Groeven in medulla oblongata
Meest mediane = fissura mediana ventralis (1), loopt door in ruggenmerg. Wordt aan beide kanten begrensd door de pyramis = ophoping van bundels witte stof. Pyramis wordt afgescheiden van de rest van de medulla oblongata door sulcus intermedius ventralis (2). 2 van de kopzenuwen die hieruit ontstaan hebben een gemeenschappelijk gedeelte = corpus trapezoïdum. Aan de zijkant is een sulcus lateralis ventralis (3). Uit de groeves ontstaan kopzenuwen.
Kernen in medulla oblongata (grijze stof)
ASA:
- ncl. cuneatus + gracilis: in elkaars verlengde, verwerken bijv. proprioceptieve info
- ncl. tractus spinalis n. trigemini = belangrijkste sensibele kopzenuw, gaat proprioceptieve info processen
AVA:
- 1 kern = ncl. tractus solitarius rond bundel witte stof = tractus solitarius; verzamelt info uit verschillende organen
AVE:
- ncl. vagus = belangrijke zenuw voor autonoom zenuwstelsel, motorneuronen hiervan liggen in deze kern
ASE: motorneuronen naar o.a. skeletspieren
- ncl. ambiguus: motorneuronen naar spieren van larynx en farynx (motorneuronen van NX en NIX)
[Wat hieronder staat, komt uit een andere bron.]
//! Flavour-tagged lepton views.

use hepsel_core::{Electron, Flavor, Kinematic, Lepton, LeptonCommon, LorentzVector, Muon, Tau};
use hepsel_store::ObjRef;

/// A view of any stored lepton, tagged by flavour.
///
/// Merged lepton collections hold `LeptonRef`s so pairing and kinematic
/// routines can treat electrons, muons and taus uniformly through the
/// [`Lepton`] trait, while callers can still recover the concrete record.
#[derive(Clone, Copy, Debug, PartialEq)]
pub enum LeptonRef<'a> {
    /// An electron.
    Electron(ObjRef<'a, Electron>),
    /// A muon.
    Muon(ObjRef<'a, Muon>),
    /// A hadronic tau.
    Tau(ObjRef<'a, Tau>),
}

impl<'a> LeptonRef<'a> {
    /// The electron record, if this is an electron.
    pub fn as_electron(&self) -> Option<&'a Electron> {
        match self {
            Self::Electron(e) => Some(e.get()),
            _ => None,
        }
    }

    /// The muon record, if this is a muon.
    pub fn as_muon(&self) -> Option<&'a Muon> {
        match self {
            Self::Muon(m) => Some(m.get()),
            _ => None,
        }
    }

    /// The tau record, if this is a tau.
    pub fn as_tau(&self) -> Option<&'a Tau> {
        match self {
            Self::Tau(t) => Some(t.get()),
            _ => None,
        }
    }

    /// Position in the stored collection of its flavour.
    pub fn index(&self) -> usize {
        match self {
            Self::Electron(e) => e.index(),
            Self::Muon(m) => m.index(),
            Self::Tau(t) => t.index(),
        }
    }
}

impl Kinematic for LeptonRef<'_> {
    fn p4(&self) -> &LorentzVector {
        match self {
            Self::Electron(e) => e.get().p4(),
            Self::Muon(m) => m.get().p4(),
            Self::Tau(t) => t.get().p4(),
        }
    }
}

impl Lepton for LeptonRef<'_> {
    fn flavor(&self) -> Flavor {
        match self {
            Self::Electron(_) => Flavor::Electron,
            Self::Muon(_) => Flavor::Muon,
            Self::Tau(_) => Flavor::Tau,
        }
    }

    fn common(&self) -> &LeptonCommon {
        match self {
            Self::Electron(e) => &e.get().lepton,
            Self::Muon(m) => &m.get().lepton,
            Self::Tau(t) => &t.get().lepton,
        }
    }
}

impl<'a> From<ObjRef<'a, Electron>> for LeptonRef<'a> {
    fn from(e: ObjRef<'a, Electron>) -> Self {
        Self::Electron(e)
    }
}

impl<'a> From<ObjRef<'a, Muon>> for LeptonRef<'a> {
    fn from(m: ObjRef<'a, Muon>) -> Self {
        Self::Muon(m)
    }
}

impl<'a> From<ObjRef<'a, Tau>> for LeptonRef<'a> {
    fn from(t: ObjRef<'a, Tau>) -> Self {
        Self::Tau(t)
    }
}

/// Merge electrons and muons into one collection ordered by descending pT.
///
/// The sort is stable, so equal-pT leptons keep electrons ahead of muons.
pub fn build_leptons<'a>(
    electrons: &[ObjRef<'a, Electron>],
    muons: &[ObjRef<'a, Muon>],
) -> Vec<LeptonRef<'a>> {
    let mut leptons: Vec<LeptonRef<'a>> = electrons
        .iter()
        .copied()
        .map(LeptonRef::from)
        .chain(muons.iter().copied().map(LeptonRef::from))
        .collect();
    sort_by_pt(&mut leptons);
    leptons
}

/// Like [`build_leptons`], with taus merged in as well.
pub fn build_leptons_with_taus<'a>(
    electrons: &[ObjRef<'a, Electron>],
    muons: &[ObjRef<'a, Muon>],
    taus: &[ObjRef<'a, Tau>],
) -> Vec<LeptonRef<'a>> {
    let mut leptons = build_leptons(electrons, muons);
    leptons.extend(taus.iter().copied().map(LeptonRef::from));
    sort_by_pt(&mut leptons);
    leptons
}

/// Sort any kinematic collection by descending pT.
pub fn sort_by_pt<K: Kinematic>(objects: &mut [K]) {
    objects.sort_by(|a, b| b.pt().total_cmp(&a.pt()));
}

#[cfg(test)]
mod tests {
    use super::*;
    use hepsel_core::{EventInfo, LeptonCommon, Particle};
    use hepsel_store::EventStore;

    fn fill(store: &mut EventStore) {
        store.begin_event(EventInfo::default());
        store.push(Electron::new(
            Particle::from_pt_eta_phi_m(25.0, 0.0, 0.0, 0.0),
            LeptonCommon::with_charge(1),
        ));
        store.push(Electron::new(
            Particle::from_pt_eta_phi_m(60.0, 1.0, 2.0, 0.0),
            LeptonCommon::with_charge(-1),
        ));
        store.push(Muon::new(
            Particle::from_pt_eta_phi_m(40.0, -1.0, 1.0, 0.105),
            LeptonCommon::with_charge(1),
        ));
        store.push(Tau::new(
            Particle::from_pt_eta_phi_m(80.0, 0.5, -2.0, 1.7),
            LeptonCommon::with_charge(-1),
        ));
    }

    #[test]
    fn merged_collection_is_pt_ordered() {
        let mut store = EventStore::new();
        fill(&mut store);
        let leptons = build_leptons(&store.electrons(), &store.muons());
        let pts: Vec<f64> = leptons.iter().map(|l| l.pt().round()).collect();
        assert_eq!(pts, vec![60.0, 40.0, 25.0]);
        assert!(leptons[0].is_ele());
        assert!(leptons[1].is_mu());
        assert_eq!(leptons[1].charge(), 1);
        assert_eq!(leptons[0].index(), 1);
    }

    #[test]
    fn taus_merge_when_requested() {
        let mut store = EventStore::new();
        fill(&mut store);
        let leptons = build_leptons_with_taus(&store.electrons(), &store.muons(), &store.taus());
        assert_eq!(leptons.len(), 4);
        assert!(leptons[0].is_tau());
        assert!(leptons[0].as_tau().is_some());
        assert!(leptons[0].as_muon().is_none());
    }

    #[test]
    fn concrete_record_recoverable() {
        let mut store = EventStore::new();
        fill(&mut store);
        let leptons = build_leptons(&store.electrons(), &store.muons());
        let mu = leptons.iter().find_map(|l| l.as_muon());
        assert!(mu.is_some_and(|m| m.is_combined));
    }
}
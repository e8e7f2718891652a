//! Capability traits shared by all reconstructed objects.
//!
//! Selection code is written against these traits rather than concrete
//! types so the same overlap and pairing routines serve stored objects,
//! borrowed views of them, and the flavour-tagged lepton sum type.

use crate::lepton::{Flavor, LeptonCommon};
use crate::lorentz::LorentzVector;
use crate::particle::{ObjectKind, Particle};
use crate::variant::SystematicVariant;

/// Anything with a four-momentum.
pub trait Kinematic {
    /// The current four-momentum.
    fn p4(&self) -> &LorentzVector;

    /// Transverse momentum.
    fn pt(&self) -> f64 {
        self.p4().pt()
    }

    /// Pseudorapidity.
    fn eta(&self) -> f64 {
        self.p4().eta()
    }

    /// Azimuth.
    fn phi(&self) -> f64 {
        self.p4().phi()
    }

    /// Angular distance to another object.
    fn delta_r<K: Kinematic + ?Sized>(&self, other: &K) -> f64
    where
        Self: Sized,
    {
        self.p4().delta_r(other.p4())
    }
}

impl<T: Kinematic + ?Sized> Kinematic for &T {
    fn p4(&self) -> &LorentzVector {
        (**self).p4()
    }
}

/// A stored reconstructed object with a systematic-variant state.
pub trait PhysicsObject: Kinematic {
    /// Identity tag of the concrete type.
    const KIND: ObjectKind;

    /// The kinematic record.
    fn particle(&self) -> &Particle;

    /// Mutable kinematic record.
    fn particle_mut(&mut self) -> &mut Particle;

    /// Switch the four-momentum to `variant`. Scalar attributes are never
    /// touched.
    fn set_state(&mut self, variant: SystematicVariant) {
        self.particle_mut().set_state(variant);
    }

    /// The variant the four-momentum currently reflects.
    fn state(&self) -> SystematicVariant {
        self.particle().state()
    }
}

/// Common lepton capabilities, dispatched by flavour tag.
pub trait Lepton: Kinematic {
    /// Lepton flavour.
    fn flavor(&self) -> Flavor;

    /// Attributes shared by all lepton flavours.
    fn common(&self) -> &LeptonCommon;

    /// Electric charge, ±1.
    fn charge(&self) -> i32 {
        self.common().charge
    }

    /// Whether this is an electron.
    fn is_ele(&self) -> bool {
        self.flavor() == Flavor::Electron
    }

    /// Whether this is a muon.
    fn is_mu(&self) -> bool {
        self.flavor() == Flavor::Muon
    }

    /// Whether this is a tau.
    fn is_tau(&self) -> bool {
        self.flavor() == Flavor::Tau
    }

    /// Transverse impact-parameter significance `d0 / σ(d0)`.
    ///
    /// Not absolute-valued; callers apply `|x| < cut`.
    fn d0_sig(&self) -> f64 {
        let c = self.common();
        c.d0 / c.err_d0
    }

    /// Longitudinal impact parameter `z0 · sin θ`.
    ///
    /// Not absolute-valued; callers apply `|x| < cut`.
    fn z0_sin_theta(&self) -> f64 {
        self.common().z0 * self.p4().theta().sin()
    }
}

impl<T: Lepton + ?Sized> Lepton for &T {
    fn flavor(&self) -> Flavor {
        (**self).flavor()
    }

    fn common(&self) -> &LeptonCommon {
        (**self).common()
    }
}

/// Implements [`Kinematic`] and [`PhysicsObject`] for a struct holding a
/// `particle: Particle` field.
macro_rules! impl_physics_object {
    ($ty:ty, $kind:expr) => {
        impl $crate::traits::Kinematic for $ty {
            fn p4(&self) -> &$crate::lorentz::LorentzVector {
                self.particle.p4()
            }
        }

        impl $crate::traits::PhysicsObject for $ty {
            const KIND: $crate::particle::ObjectKind = $kind;

            fn particle(&self) -> &$crate::particle::Particle {
                &self.particle
            }

            fn particle_mut(&mut self) -> &mut $crate::particle::Particle {
                &mut self.particle
            }
        }
    };
}

pub(crate) use impl_physics_object;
- ncl. motorius van n. hypoglossus: motorneuronen naar tongspieren
- ncl. olivarius: schakelkern (zelf geen motorneuronen), belangrijk voor coördinatie van bewegingen, specifiek voor medulla oblongata; vnl. belangrijk bij mens
Witte stof medulla oblongata
- tractus spinalis n. trigemini = uitlopers van kernen die gelegen zijn in ncl. tractus spinalis n. trigemini; zeer dikke zenuw
- tractus corticospinalis = verdikking van pyramis, projecteert van hersencortex naar ruggenmerg –> op veschillende niveaus aanwezig
- fasciculus longitudinalis medialis = hoog tegen de mediaanlijn, projecteert naar oogzenuwen die beweging oogbol aansturen (dus skeletspieren), is dus van belang voor coördinatie oogbewegingen
(- tractus solitarius van ncl. tractus solitarius)
Formatio reticularis
Losser weefsel zonder kernen in medulla oblongata. Bevat zenuwweefsel dat netwerken gaat vormen, hier zit o.a. het AH-centrum.